* [WORK INSTRUCTIONS] Reproduce the entries shown below only from the line with "service error type" down to the line with "catalog entry for", keeping both end lines and copying each one exactly.

* [PROVIDED DATA]
use axum::{
    Json,
    http::StatusCode,
    response::{IntoResponse, Response},
};
use serde::Serialize;
use thiserror::Error;

/// Main service error type
#[derive(Error, Debug)]
pub enum ServiceError {
    #[error("Session not found: {session_id}")]
    SessionNotFound { session_id: String },

    #[error("Resource handle not found: {handle_id}")]
    BlobNotFound { handle_id: String },

    #[error("No catalog entry for model {model} and image {image_label}")]
    SelectionNotFound { model: String, image_label: String },

    #[error("Selection of {model}/{image_label} was superseded by a newer one")]
    SelectionSuperseded { model: String, image_label: String },

    #[error("{message}")]
    ReportPrecondition { message: String },

    #[error("{message}")]
    ObservationPrecondition { message: String },

    #[error("{0}")]
    Fhir(#[from] FhirError),

    #[error("Report generation failed: {0}")]
    Report(#[from] ReportError),

    #[error("Invalid request: {message}")]
    InvalidRequest { message: String },

    #[error("Configuration error: {message}")]
    Config { message: String },
}

/// FHIR server client errors
#[derive(Error, Debug)]
pub enum FhirError {
    #[error("Connection failed to FHIR server at {url}")]
    Connection {
        url: String,
        #[source]
        source: reqwest::Error,
    },

    #[error("FHIR request failed (status {status}): {message}")]
    Status { status: u16, message: String },

    #[error("Invalid response from FHIR server at {url}")]
    InvalidResponse {
        url: String,
        #[source]
        source: reqwest::Error,
    },

    #[error("Binary {binary_id} carries invalid base64 data")]
    InvalidBinaryData {
        binary_id: String,
        #[source]
        source: base64::DecodeError,
    },

    #[error("Created resource has no id")]
    MissingResourceId,
}

/// Report assembly errors
#[derive(Error, Debug)]
pub enum ReportError {
    #[error("PDF renderer unavailable: {message}")]
    RendererUnavailable { message: String },

    #[error("Cannot open source document: {message}")]
    DocumentOpen { message: String },

    #[error("Failed to render page {page}: {message}")]
    PageRender { page: usize, message: String },

    #[error("Failed to capture summary view: {message}")]
    Snapshot { message: String },

    #[error("Invalid page layout: {message}")]
    Layout { message: String },

    #[error("Image encoding failed")]
    Encode(#[from] image::ImageError),

    #[error("PDF serialization failed")]
    Pdf(#[from] lopdf::Error),

    #[error("Failed to write report output")]
    Io(#[from] std::io::Error),

    #[error("Report task failed: {message}")]
    Task { message: String },
}

/// API error response
#[derive(Serialize)]
pub struct ErrorResponse {
    pub message: String,
    #[serde(skip_serializing_if = "Option::is_none")]
    pub code: Option<String>,
}

impl ServiceError {
    fn status_code(&self) -> StatusCode {
        match self {
            ServiceError::SessionNotFound { .. }
            | ServiceError::BlobNotFound { .. }
            | ServiceError::SelectionNotFound { .. } => StatusCode::NOT_FOUND,
            ServiceError::SelectionSuperseded { .. }
            | ServiceError::ReportPrecondition { .. }
            | ServiceError::ObservationPrecondition { .. } => StatusCode::CONFLICT,
            ServiceError::InvalidRequest { .. } => StatusCode::BAD_REQUEST,
            ServiceError::Fhir(_) => StatusCode::BAD_GATEWAY,
            ServiceError::Report(ReportError::DocumentOpen { .. })
            | ServiceError::Report(ReportError::PageRender { .. }) => {
                StatusCode::UNPROCESSABLE_ENTITY
            }
            _ => StatusCode::INTERNAL_SERVER_ERROR,
        }
    }

    fn error_code(&self) -> &'static str {
        match self {
            ServiceError::SessionNotFound { .. } => "session_not_found",
            ServiceError::BlobNotFound { .. } => "blob_not_found",
            ServiceError::SelectionNotFound { .. } => "selection_not_found",
            ServiceError::SelectionSuperseded { .. } => "selection_superseded",
            ServiceError::ReportPrecondition { .. } => "report_precondition",
            ServiceError::ObservationPrecondition { .. } => "observation_precondition",
            ServiceError::Fhir(FhirError::Connection { .. }) => "fhir_connection",
            ServiceError::Fhir(FhirError::Status { .. }) => "fhir_status",
            ServiceError::Fhir(FhirError::InvalidResponse { .. }) => "fhir_invalid_response",
            ServiceError::Fhir(FhirError::InvalidBinaryData { .. }) => "fhir_invalid_binary",
            ServiceError::Fhir(FhirError::MissingResourceId) => "fhir_missing_id",
            ServiceError::Report(ReportError::DocumentOpen { .. })
            | ServiceError::Report(ReportError::PageRender { .. }) => "report_render_failed",
            ServiceError::Report(ReportError::Snapshot { .. }) => "report_snapshot_failed",
            ServiceError::Report(_) => "report_error",
            ServiceError::InvalidRequest { .. } => "invalid_request",
            ServiceError::Config { .. } => "config_error",
        }
    }
}

impl IntoResponse for ServiceError {
    fn into_response(self) -> Response {
        let status = self.status_code();
        let code = self.error_code().to_string();

        let response = ErrorResponse {
            message: self.to_string(),
            code: Some(code),
        };

        (status, Json(response)).into_response()
    }
}

/// Result type alias for service operations
pub type ServiceResult<T> = Result<T, ServiceError>;

/// Format an error and its source chain on one line, for status text and logs.
pub fn format_error_chain_ref(error: &(dyn std::error::Error + 'static)) -> String {
    let mut message = error.to_string();
    let mut source = error.source();
    while let Some(cause) = source {
        message.push_str(": ");
        message.push_str(&cause.to_string());
        source = cause.source();
    }
    message
}

#[cfg(test)]
mod tests {
    use super::*;

    #[test]
    fn test_precondition_maps_to_conflict() {
        let err = ServiceError::ReportPrecondition {
            message: "No report document".to_string(),
        };
        assert_eq!(err.status_code(), StatusCode::CONFLICT);
        assert_eq!(err.error_code(), "report_precondition");
    }

    #[test]
    fn test_render_failure_code() {
        let err = ServiceError::Report(ReportError::DocumentOpen {
            message: "bad header".to_string(),
        });
        assert_eq!(err.status_code(), StatusCode::UNPROCESSABLE_ENTITY);
        assert_eq!(err.error_code(), "report_render_failed");
    }

    #[test]
    fn test_format_error_chain_includes_sources() {
        let err = ServiceError::Report(ReportError::DocumentOpen {
            message: "bad header".to_string(),
        });
        let formatted = format_error_chain_ref(&err);
        assert!(formatted.starts_with("Report generation failed"));
        assert!(formatted.contains("bad header"));
    }

    #[test]
    fn test_report_io_error_is_internal() {
        let io = std::io::Error::new(std::io::ErrorKind::WriteZero, "disk full");
        let err = ServiceError::from(ReportError::from(io));
        assert_eq!(err.status_code(), StatusCode::INTERNAL_SERVER_ERROR);
        assert_eq!(err.error_code(), "report_error");
        assert!(format_error_chain_ref(&err).contains("disk full"));
    }
}
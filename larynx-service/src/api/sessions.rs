//! Session API endpoints.
//!
//! Handlers for the session lifecycle, catalog browsing, selection,
//! report generation and observation write-back.

use axum::{
    Json,
    extract::{Path, State},
    http::StatusCode,
};
use serde::{Deserialize, Serialize};
use std::sync::Arc;
use uuid::Uuid;

use crate::error::ServiceError;
use crate::service::{
    CatalogSummary, ExamMetadata, ReportLink, SessionPhase, SessionView, ShownResult,
};

use super::AppState;

/// Selection form submission
#[derive(Deserialize)]
pub struct SubmitRequest {
    pub metadata: ExamMetadata,
    pub model: String,
    pub image_label: String,
}

/// Listing of models or image labels
#[derive(Serialize)]
pub struct ListResponse {
    pub items: Vec<String>,
}

#[derive(Serialize)]
pub struct PhaseResponse {
    pub phase: SessionPhase,
}

#[derive(Serialize)]
pub struct ObservationResponse {
    pub observation_id: String,
}

/// Open a session over a freshly searched catalog
pub async fn create_session_handler(
    State(state): State<Arc<AppState>>,
) -> Result<(StatusCode, Json<CatalogSummary>), ServiceError> {
    let summary = state.service.create_session().await?;
    Ok((StatusCode::CREATED, Json(summary)))
}

pub async fn get_session_handler(
    State(state): State<Arc<AppState>>,
    Path(id): Path<Uuid>,
) -> Result<Json<SessionView>, ServiceError> {
    Ok(Json(state.service.session_view(&id).await?))
}

/// Close a session and revoke all of its handles
pub async fn close_session_handler(
    State(state): State<Arc<AppState>>,
    Path(id): Path<Uuid>,
) -> Result<StatusCode, ServiceError> {
    state.service.close_session(&id).await?;
    Ok(StatusCode::NO_CONTENT)
}

pub async fn reload_catalog_handler(
    State(state): State<Arc<AppState>>,
    Path(id): Path<Uuid>,
) -> Result<Json<CatalogSummary>, ServiceError> {
    Ok(Json(state.service.reload_catalog(&id).await?))
}

pub async fn list_models_handler(
    State(state): State<Arc<AppState>>,
    Path(id): Path<Uuid>,
) -> Result<Json<ListResponse>, ServiceError> {
    let items = state.service.list_models(&id).await?;
    Ok(Json(ListResponse { items }))
}

pub async fn list_image_labels_handler(
    State(state): State<Arc<AppState>>,
    Path((id, model)): Path<(Uuid, String)>,
) -> Result<Json<ListResponse>, ServiceError> {
    let items = state.service.list_image_labels(&id, &model).await?;
    Ok(Json(ListResponse { items }))
}

/// Submit a selection and show its result
pub async fn submit_handler(
    State(state): State<Arc<AppState>>,
    Path(id): Path<Uuid>,
    Json(request): Json<SubmitRequest>,
) -> Result<Json<ShownResult>, ServiceError> {
    if request.model.trim().is_empty() || request.image_label.trim().is_empty() {
        return Err(ServiceError::InvalidRequest {
            message: "model and image_label are required".to_string(),
        });
    }

    let result = state
        .service
        .submit(&id, request.metadata, &request.model, &request.image_label)
        .await?;
    Ok(Json(result))
}

pub async fn back_handler(
    State(state): State<Arc<AppState>>,
    Path(id): Path<Uuid>,
) -> Result<Json<PhaseResponse>, ServiceError> {
    let phase = state.service.back(&id).await?;
    Ok(Json(PhaseResponse { phase }))
}

/// Assemble a report for the shown result
pub async fn generate_report_handler(
    State(state): State<Arc<AppState>>,
    Path(id): Path<Uuid>,
) -> Result<Json<ReportLink>, ServiceError> {
    Ok(Json(state.service.generate_report(&id).await?))
}

/// Write the analysis back as a FHIR Observation
pub async fn save_observation_handler(
    State(state): State<Arc<AppState>>,
    Path(id): Path<Uuid>,
) -> Result<(StatusCode, Json<ObservationResponse>), ServiceError> {
    let observation_id = state.service.save_observation(&id).await?;
    Ok((StatusCode::CREATED, Json(ObservationResponse { observation_id })))
}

* [EXERCISE ANSWER]
/// Main service error type
#[derive(Error, Debug)]
pub enum ServiceError {
    #[error("Session not found: {session_id}")]
    SessionNotFound { session_id: String },

    #[error("Resource handle not found: {handle_id}")]
    BlobNotFound { handle_id: String },

    #[error("No catalog entry for model {model} and image {image_label}")]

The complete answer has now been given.